• [The task]:
Copy each line from the records below in which the word "holds" is found.

• [Listed records]:
Content starts
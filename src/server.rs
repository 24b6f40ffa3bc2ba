// SPDX-License-Identifier: MIT
// SPDX-FileCopyrightText: 2025-2026 natyamatsya contributors
//
// Listening side of the local IPC transport.

use std::os::fd::{AsFd, AsRawFd, BorrowedFd, OwnedFd};
use std::path::{Path, PathBuf};

use bitflags::bitflags;
use tracing::{event, Level};

use crate::cancel::{Direction, Gate};
use crate::error::{Error, Result};
use crate::ipc_name;
use crate::platform::posix::{self, Deadline};
use crate::session::Session;

/// Pending-connection backlog passed to `listen(2)`.
pub const LISTEN_BACKLOG: libc::c_int = 16;

bitflags! {
    /// Creation flags for [`Server`].
    #[derive(Debug, Clone, Copy, PartialEq, Eq, Hash)]
    pub struct ServerFlags: u32 {
        /// The server is expected to accept more than one session.
        ///
        /// Listening repeatedly works either way; the flag is kept so callers
        /// can state their intent.
        const MULTI_SESSION = 0x1;
        /// Treat the name as a filesystem path instead of a portable name.
        const NATIVE_NAME = 0x2;
    }
}

/// A bound, listening local IPC endpoint.
///
/// Share it between threads with `Arc<Server>` to call [`cancel`](Self::cancel)
/// while another thread is blocked in [`listen`](Self::listen). Dropping the
/// server cancels it, closes the socket and removes the endpoint file.
pub struct Server {
    name: String,
    flags: ServerFlags,
    path: PathBuf,
    endpoint: posix::FileId,
    socket: OwnedFd,
    gate: Gate,
}

impl Server {
    /// Bind and listen on the endpoint for `name`.
    ///
    /// If the address is in use by a socket file nobody listens on any more,
    /// that file is removed and the bind retried once. A live server or a
    /// non-socket file at the path makes creation fail instead.
    pub fn create(name: &str, flags: ServerFlags) -> Result<Self> {
        let native = flags.contains(ServerFlags::NATIVE_NAME);
        let (path, addr) = ipc_name::construct_address(name, native)?;
        let socket = posix::stream_socket().map_err(Error::from_os)?;

        if let Err(e) = posix::bind(socket.as_fd(), &addr) {
            if e.raw_os_error() != Some(libc::EADDRINUSE) || !Self::reclaim_stale(&path, &addr)? {
                return Err(Error::from_os(e));
            }
            posix::bind(socket.as_fd(), &addr).map_err(Error::from_os)?;
        }

        // The endpoint file exists from here on and must go if setup fails.
        let finish = || -> Result<(Gate, posix::FileId)> {
            let endpoint = posix::socket_file_id(&path)
                .map_err(Error::from_os)?
                .ok_or(Error::InvalidArgument("bound endpoint is not a socket"))?;
            posix::listen(socket.as_fd(), LISTEN_BACKLOG).map_err(Error::from_os)?;
            posix::set_nonblocking(socket.as_raw_fd()).map_err(Error::from_os)?;
            Ok((Gate::new()?, endpoint))
        };
        let (gate, endpoint) = match finish() {
            Ok(done) => done,
            Err(e) => {
                let _ = posix::unlink(&path);
                return Err(e);
            }
        };

        event!(Level::DEBUG, message = "server created", name, path = %path.display(), flags = ?flags);
        Ok(Self {
            name: name.to_string(),
            flags,
            path,
            endpoint,
            socket,
            gate,
        })
    }

    /// Remove the socket file left at `path` by a server that is gone.
    ///
    /// Returns `false`, touching nothing, if the path holds anything other
    /// than a socket or if a server still accepts connections on it.
    fn reclaim_stale(path: &Path, addr: &posix::UnixAddr) -> Result<bool> {
        match posix::socket_file_id(path) {
            Ok(Some(_)) => {}
            Ok(None) => return Ok(false),
            // Vanished in between; the retried bind will tell.
            Err(e) if e.raw_os_error() == Some(libc::ENOENT) => return Ok(true),
            Err(e) => return Err(Error::from_os(e)),
        }
        if !posix::endpoint_is_stale(addr).map_err(Error::from_os)? {
            event!(Level::DEBUG, message = "endpoint in use by a live server", path = %path.display());
            return Ok(false);
        }
        event!(Level::DEBUG, message = "removing stale endpoint", path = %path.display());
        match posix::unlink(path) {
            Ok(()) => Ok(true),
            Err(e) if e.raw_os_error() == Some(libc::ENOENT) => Ok(true),
            Err(e) => Err(Error::from_os(e)),
        }
    }

    pub fn name(&self) -> &str {
        &self.name
    }

    pub fn flags(&self) -> ServerFlags {
        self.flags
    }

    /// Filesystem path of the bound endpoint.
    pub fn path(&self) -> &Path {
        &self.path
    }

    /// Block until a client connects and return the server side of the new session.
    ///
    /// Only one thread may listen at a time; others get [`Error::ResourceBusy`].
    /// Returns [`Error::Cancelled`] if [`cancel`](Self::cancel) was called
    /// before or during the wait, or races with a successful accept.
    pub fn listen(&self) -> Result<Session> {
        let guard = self.gate.enter(Direction::Read, Error::ResourceBusy)?;
        let deadline = Deadline::after_ms(None);
        loop {
            guard.wait(self.socket.as_fd(), libc::POLLIN, &deadline)?;
            match posix::accept(self.socket.as_fd()) {
                Ok(conn) => {
                    // A cancel that raced the accept wins; `conn` is closed on return.
                    guard.check()?;
                    let session = Session::from_accepted(conn)?;
                    event!(Level::DEBUG, message = "accepted", name = %self.name);
                    return Ok(session);
                }
                Err(e)
                    if posix::is_would_block(&e)
                        || posix::is_interrupted(&e)
                        || e.raw_os_error() == Some(libc::ECONNABORTED) =>
                {
                    continue;
                }
                Err(e) => return Err(Error::from_os(e)),
            }
        }
    }

    /// Abort a blocked or future [`listen`](Self::listen). Idempotent.
    pub fn cancel(&self) {
        self.gate.cancel();
    }

    pub fn is_cancelled(&self) -> bool {
        self.gate.is_cancelled()
    }

    /// Change the group owning the endpoint file.
    pub fn grant_group_access(&self, gid: u32) -> Result<()> {
        posix::chgrp(&self.path, gid).map_err(Error::from_os)
    }

    /// Set the permission bits (`0o777` mask) of the endpoint file.
    pub fn set_access_mode(&self, mode: u32) -> Result<()> {
        if mode & !0o777 != 0 {
            return Err(Error::InvalidArgument("access mode has bits outside 0o777"));
        }
        posix::chmod(&self.path, mode).map_err(Error::from_os)
    }

    /// Cancel and tear down. Equivalent to dropping the server.
    pub fn destroy(self) {
        drop(self);
    }
}

impl AsFd for Server {
    fn as_fd(&self) -> BorrowedFd<'_> {
        self.socket.as_fd()
    }
}

impl Drop for Server {
    fn drop(&mut self) {
        self.gate.cancel();
        // Only remove the file if it is still ours; another server may have
        // bound the name after ours was deleted.
        match posix::socket_file_id(&self.path) {
            Ok(Some(id)) if id == self.endpoint => {
                if let Err(e) = posix::unlink(&self.path) {
                    event!(Level::DEBUG, message = "endpoint unlink failed", path = %self.path.display(), error = %e);
                }
            }
            Ok(_) => {
                event!(Level::DEBUG, message = "endpoint replaced, leaving it", path = %self.path.display());
            }
            Err(e) => {
                event!(Level::DEBUG, message = "endpoint already gone", path = %self.path.display(), error = %e);
            }
        }
        event!(Level::DEBUG, message = "server destroyed", name = %self.name);
    }
}
// SPDX-License-Identifier: MIT
// SPDX-FileCopyrightText: 2025-2026 natyamatsya contributors
//
// Cooperative cancellation shared by servers and sessions.
//
// A gate pairs a sticky cancel flag with a wake pipe and records which thread
// currently owns each direction (read side and write side). The state lock is
// only held around this bookkeeping; the native wait itself runs unlocked and
// also polls the wake pipe, so `cancel` can always get in and abort it.

use std::os::fd::{AsRawFd, BorrowedFd};
use std::sync::{Mutex, MutexGuard};
use std::thread::{self, ThreadId};

use tracing::{event, Level};

use crate::error::{Error, Result};
use crate::platform::posix::{self, Deadline, WakePipe};

/// Which operation slot a caller occupies.
#[derive(Debug, Clone, Copy, PartialEq, Eq)]
pub(crate) enum Direction {
    /// Reads, waits for data and accepts.
    Read,
    /// Writes.
    Write,
}

#[derive(Debug, Default)]
struct GateState {
    cancelled: bool,
    read_thread: Option<ThreadId>,
    write_thread: Option<ThreadId>,
}

impl GateState {
    fn slot(&mut self, dir: Direction) -> &mut Option<ThreadId> {
        match dir {
            Direction::Read => &mut self.read_thread,
            Direction::Write => &mut self.write_thread,
        }
    }
}

pub(crate) struct Gate {
    state: Mutex<GateState>,
    wake: WakePipe,
}

impl Gate {
    pub(crate) fn new() -> Result<Self> {
        Ok(Self {
            state: Mutex::new(GateState::default()),
            wake: WakePipe::new().map_err(Error::from_os)?,
        })
    }

    fn state(&self) -> MutexGuard<'_, GateState> {
        // Plain flags; a panicking holder cannot leave them half-updated.
        self.state.lock().unwrap_or_else(|p| p.into_inner())
    }

    /// Claim the `dir` slot for the calling thread.
    ///
    /// Fails with `Cancelled` once cancelled (checked first, so a caller
    /// racing a cancelled owner learns about the cancellation) and with `busy`
    /// if another thread holds the slot.
    pub(crate) fn enter(&self, dir: Direction, busy: Error) -> Result<GateGuard<'_>> {
        let mut st = self.state();
        if st.cancelled {
            return Err(Error::Cancelled);
        }
        let slot = st.slot(dir);
        if slot.is_some() {
            return Err(busy);
        }
        *slot = Some(thread::current().id());
        Ok(GateGuard { gate: self, dir })
    }

    /// `true` while some thread holds the `dir` slot.
    pub(crate) fn is_active(&self, dir: Direction) -> bool {
        self.state().slot(dir).is_some()
    }

    pub(crate) fn is_cancelled(&self) -> bool {
        self.state().cancelled
    }

    /// Set the cancel flag and poke whoever is blocked. Idempotent.
    pub(crate) fn cancel(&self) {
        let mut st = self.state();
        if st.cancelled {
            return;
        }
        st.cancelled = true;
        event!(
            Level::DEBUG,
            message = "cancel",
            reader = ?st.read_thread,
            writer = ?st.write_thread
        );
        if let Err(e) = self.wake.poke() {
            // The flag alone still stops the next attempt.
            event!(Level::WARN, message = "wake-up poke failed", error = %e);
        }
    }
}

/// Ownership of one direction slot; released on drop.
pub(crate) struct GateGuard<'a> {
    gate: &'a Gate,
    dir: Direction,
}

impl GateGuard<'_> {
    /// `Err(Cancelled)` if the gate has been cancelled.
    pub(crate) fn check(&self) -> Result<()> {
        if self.gate.is_cancelled() {
            return Err(Error::Cancelled);
        }
        Ok(())
    }

    /// Block until `fd` reports any of `interest`, the deadline passes or the
    /// gate is cancelled.
    ///
    /// Returns the native `revents` of `fd`, or `None` on timeout. Signal
    /// interruptions are retried against the same deadline.
    pub(crate) fn wait(
        &self,
        fd: BorrowedFd<'_>,
        interest: libc::c_short,
        deadline: &Deadline,
    ) -> Result<Option<libc::c_short>> {
        loop {
            self.check()?;
            let mut fds = [
                posix::pollfd(fd.as_raw_fd(), interest),
                posix::pollfd(self.gate.wake.raw_fd(), libc::POLLIN),
            ];
            match posix::poll(&mut fds, deadline.poll_timeout()) {
                Ok(0) => {}
                Ok(_) => {
                    if fds[1].revents != 0 {
                        return Err(Error::Cancelled);
                    }
                    if fds[0].revents != 0 {
                        return Ok(Some(fds[0].revents));
                    }
                }
                Err(e) if posix::is_interrupted(&e) => {}
                Err(e) => return Err(Error::from_os(e)),
            }
            if deadline.expired() {
                return Ok(None);
            }
        }
    }
}

impl Drop for GateGuard<'_> {
    fn drop(&mut self) {
        *self.gate.state().slot(self.dir) = None;
    }
}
Content ends
• [Response below]:
    /// Returns `false`, touching nothing, if the path holds anything other
    /// if another thread holds the slot.
    /// `true` while some thread holds the `dir` slot.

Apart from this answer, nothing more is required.